- Official portrait, 1999

European Commissioner for Enterprise and Industry
- In office 22 November 2004 – 9 February 2010
- President: José Manuel Barroso
- Preceded by: Ján Figeľ Olli Rehn (Enterprise and Information Society)
- Succeeded by: Antonio Tajani (Industry and Entrepreneurship)

European Commissioner for Enlargement
- In office 13 September 1999 – 11 November 2004 Serving with Janez Potočnik
- President: Romano Prodi
- Preceded by: Position established
- Succeeded by: Olli Rehn

Member of the Bundestag
- In office 1983–1999

Personal details
- Born: 28 April 1944 (age 82) Bad Kreuznach, Germany
- Party: Social Democratic Party (1982–present)
- Other political affiliations: Free Democratic Party (Before 1982)
- Education: University of Cologne University of Bonn

= Günter Verheugen =

German politician (born 1944)

Günter Verheugen (/de/; born 28 April 1944) is a German politician who served as European Commissioner for Enlargement from 1999 to 2004, and then as European Commissioner for Enterprise and Industry from 2004 to 2010. He was also one of five vice presidents of the 27-member Barroso Commission (Barroso I). After his retirement, he is now honorary Professor at the European University Viadrina in Frankfurt (Oder).

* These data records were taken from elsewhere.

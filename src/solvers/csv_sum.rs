//! Sum of CSV cells above a cutoff

use super::data_source::locate;
use super::{DataSource, Solver, SolverError};
use crate::chain::SolveRequest;
use async_trait::async_trait;
use once_cell::sync::Lazy;
use regex::Regex;
use std::sync::Arc;
use tracing::debug;

static CUTOFF: Lazy<Regex> =
    Lazy::new(|| Regex::new(r"(?i)Cutoff[:\s]+(\d+)").expect("valid cutoff pattern"));

pub struct CsvSumSolver {
    data: Arc<dyn DataSource>,
}

impl CsvSumSolver {
    pub fn new(data: Arc<dyn DataSource>) -> Self {
        Self { data }
    }
}

/// `Cutoff: N` from the question, 0 when absent
pub fn parse_cutoff(question: &str) -> f64 {
    CUTOFF
        .captures(question)
        .and_then(|c| c[1].parse::<f64>().ok())
        .unwrap_or(0.0)
}

/// Sum every numeric cell strictly above `cutoff`, truncated toward zero
pub fn sum_above(text: &str, cutoff: f64) -> Result<i64, SolverError> {
    let mut reader = csv::ReaderBuilder::new()
        .has_headers(false)
        .flexible(true)
        .from_reader(text.as_bytes());

    let mut total = 0.0_f64;
    for record in reader.records() {
        let record = record.map_err(|e| SolverError::parse("CSV row", e))?;
        total += record
            .iter()
            .filter_map(|cell| cell.trim().parse::<f64>().ok())
            .filter(|value| value.is_finite() && *value > cutoff)
            .sum::<f64>();
    }

    Ok(total.trunc() as i64)
}

#[async_trait]
impl Solver for CsvSumSolver {
    fn name(&self) -> &'static str {
        "csv_sum"
    }

    fn sentinel(&self) -> &'static str {
        "0"
    }

    async fn attempt(&self, request: &SolveRequest) -> Result<String, SolverError> {
        let cutoff = parse_cutoff(&request.question_text);
        let url = locate(
            &request.origin_url,
            &request.question_text,
            request.markup(),
            &[".csv"],
        )
        .ok_or_else(|| SolverError::missing("CSV file"))??;

        let text = self.data.get_text(&url).await?;
        let total = sum_above(&text, cutoff)?;
        debug!(url, cutoff, total, "CSV sum computed");

        Ok(total.to_string())
    }
}
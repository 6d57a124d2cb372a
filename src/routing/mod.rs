//! Content-based routing
//!
//! Two independent decisions are made from a fetched page: which solver answers
//! the question ([`select_solver`]) and where the answer is posted
//! ([`resolve_submit_url`]). Neither can fail.

pub mod router;
pub mod submit_url;

pub use router::{classify, select_solver, Matcher, RouteMatch, RouteRule, SolverKind, ROUTE_TABLE};
pub use submit_url::resolve_submit_url;
//! Keyword router
//!
//! Routing is an ordered table of `(matcher, solver)` rules evaluated against the
//! lowercased question. The first matching rule wins and anything that matches
//! nothing goes to the open-ended solver. Rule order is observable behavior:
//! a question mentioning both "csv" and "api tree" is a CSV question.

use serde::{Deserialize, Serialize};
use std::fmt;

/// Every solver the registry knows about
#[derive(Debug, Clone, Copy, PartialEq, Eq, Hash, Serialize, Deserialize)]
#[serde(rename_all = "snake_case")]
pub enum SolverKind {
    UvCommand,
    GitCommand,
    LiteralPath,
    ImageColor,
    AudioTranscription,
    CsvNormalize,
    CsvSum,
    RepoTree,
    ArchiveLogs,
    ScrapeSecret,
    OpenEnded,
}

impl SolverKind {
    pub const COUNT: usize = 11;

    pub const ALL: [SolverKind; Self::COUNT] = [
        SolverKind::UvCommand,
        SolverKind::GitCommand,
        SolverKind::LiteralPath,
        SolverKind::ImageColor,
        SolverKind::AudioTranscription,
        SolverKind::CsvNormalize,
        SolverKind::CsvSum,
        SolverKind::RepoTree,
        SolverKind::ArchiveLogs,
        SolverKind::ScrapeSecret,
        SolverKind::OpenEnded,
    ];

    /// Dense index, stable across runs
    pub fn index(self) -> usize {
        self as usize
    }

    pub fn as_str(self) -> &'static str {
        match self {
            SolverKind::UvCommand => "uv_command",
            SolverKind::GitCommand => "git_command",
            SolverKind::LiteralPath => "literal_path",
            SolverKind::ImageColor => "image_color",
            SolverKind::AudioTranscription => "audio_transcription",
            SolverKind::CsvNormalize => "csv_normalize",
            SolverKind::CsvSum => "csv_sum",
            SolverKind::RepoTree => "repo_tree",
            SolverKind::ArchiveLogs => "archive_logs",
            SolverKind::ScrapeSecret => "scrape_secret",
            SolverKind::OpenEnded => "open_ended",
        }
    }
}

impl fmt::Display for SolverKind {
    fn fmt(&self, f: &mut fmt::Formatter<'_>) -> fmt::Result {
        f.write_str(self.as_str())
    }
}

/// Keyword predicate over lowercased question text
#[derive(Debug, Clone, Copy, PartialEq, Eq)]
pub enum Matcher {
    /// Every keyword must appear
    AllOf(&'static [&'static str]),
    /// At least one keyword must appear
    AnyOf(&'static [&'static str]),
}

impl Matcher {
    /// `haystack` must already be lowercased
    pub fn matches(&self, haystack: &str) -> bool {
        match self {
            Matcher::AllOf(keywords) => keywords.iter().all(|k| haystack.contains(k)),
            Matcher::AnyOf(keywords) => keywords.iter().any(|k| haystack.contains(k)),
        }
    }

    pub fn keywords(&self) -> &'static [&'static str] {
        match self {
            Matcher::AllOf(keywords) | Matcher::AnyOf(keywords) => keywords,
        }
    }
}

#[derive(Debug, Clone, Copy, PartialEq, Eq)]
pub struct RouteRule {
    pub matcher: Matcher,
    pub kind: SolverKind,
}

const fn rule(matcher: Matcher, kind: SolverKind) -> RouteRule {
    RouteRule { matcher, kind }
}

/// Routing rules in priority order
pub const ROUTE_TABLE: &[RouteRule] = &[
    rule(Matcher::AllOf(&["http", "command string"]), SolverKind::UvCommand),
    rule(Matcher::AllOf(&["git", "commit"]), SolverKind::GitCommand),
    rule(
        Matcher::AnyOf(&["exact string", "relative link target"]),
        SolverKind::LiteralPath,
    ),
    rule(
        Matcher::AnyOf(&["heatmap", "color", ".png"]),
        SolverKind::ImageColor,
    ),
    rule(
        Matcher::AnyOf(&["audio", "listen", ".opus", ".mp3"]),
        SolverKind::AudioTranscription,
    ),
    rule(Matcher::AllOf(&["normalize", "json"]), SolverKind::CsvNormalize),
    rule(Matcher::AnyOf(&["csv", "cutoff"]), SolverKind::CsvSum),
    rule(Matcher::AllOf(&["api", "tree"]), SolverKind::RepoTree),
    rule(Matcher::AnyOf(&["zip", "jsonl"]), SolverKind::ArchiveLogs),
    rule(Matcher::AnyOf(&["scrape", "secret"]), SolverKind::ScrapeSecret),
];

/// Outcome of routing one question
#[derive(Debug, Clone, Copy, PartialEq, Eq)]
pub struct RouteMatch {
    pub kind: SolverKind,
    /// Position in [`ROUTE_TABLE`], `None` for the fallback
    pub rule_index: Option<usize>,
}

impl RouteMatch {
    pub fn is_fallback(&self) -> bool {
        self.rule_index.is_none()
    }

    /// Keywords of the rule that fired, empty for the fallback
    pub fn keywords(&self) -> &'static [&'static str] {
        self.rule_index
            .map(|idx| ROUTE_TABLE[idx].matcher.keywords())
            .unwrap_or(&[])
    }
}

/// Route a question and report which rule fired
pub fn classify(question_text: &str) -> RouteMatch {
    let lowered = question_text.to_lowercase();

    ROUTE_TABLE
        .iter()
        .position(|rule| rule.matcher.matches(&lowered))
        .map(|idx| RouteMatch {
            kind: ROUTE_TABLE[idx].kind,
            rule_index: Some(idx),
        })
        .unwrap_or(RouteMatch {
            kind: SolverKind::OpenEnded,
            rule_index: None,
        })
}

/// Pick exactly one solver for a question
pub fn select_solver(question_text: &str) -> SolverKind {
    classify(question_text).kind
}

==Early life and education==
Born at Bad Kreuznach in Rhineland-Palatinate, Verheugen studied history, sociology and political science at the University of Cologne and at the University of Bonn.

== Political career ==
Verheugen was Secretary General of the Free Democratic Party of Germany (FDP) from 1978 to 1982, under the leadership of the party's chairman Hans-Dietrich Genscher. He left the FDP with many left liberal party members in 1982, because the FDP left the government of Chancellor Helmut Schmidt. In the same year, he joined the Social Democratic Party of Germany (SPD).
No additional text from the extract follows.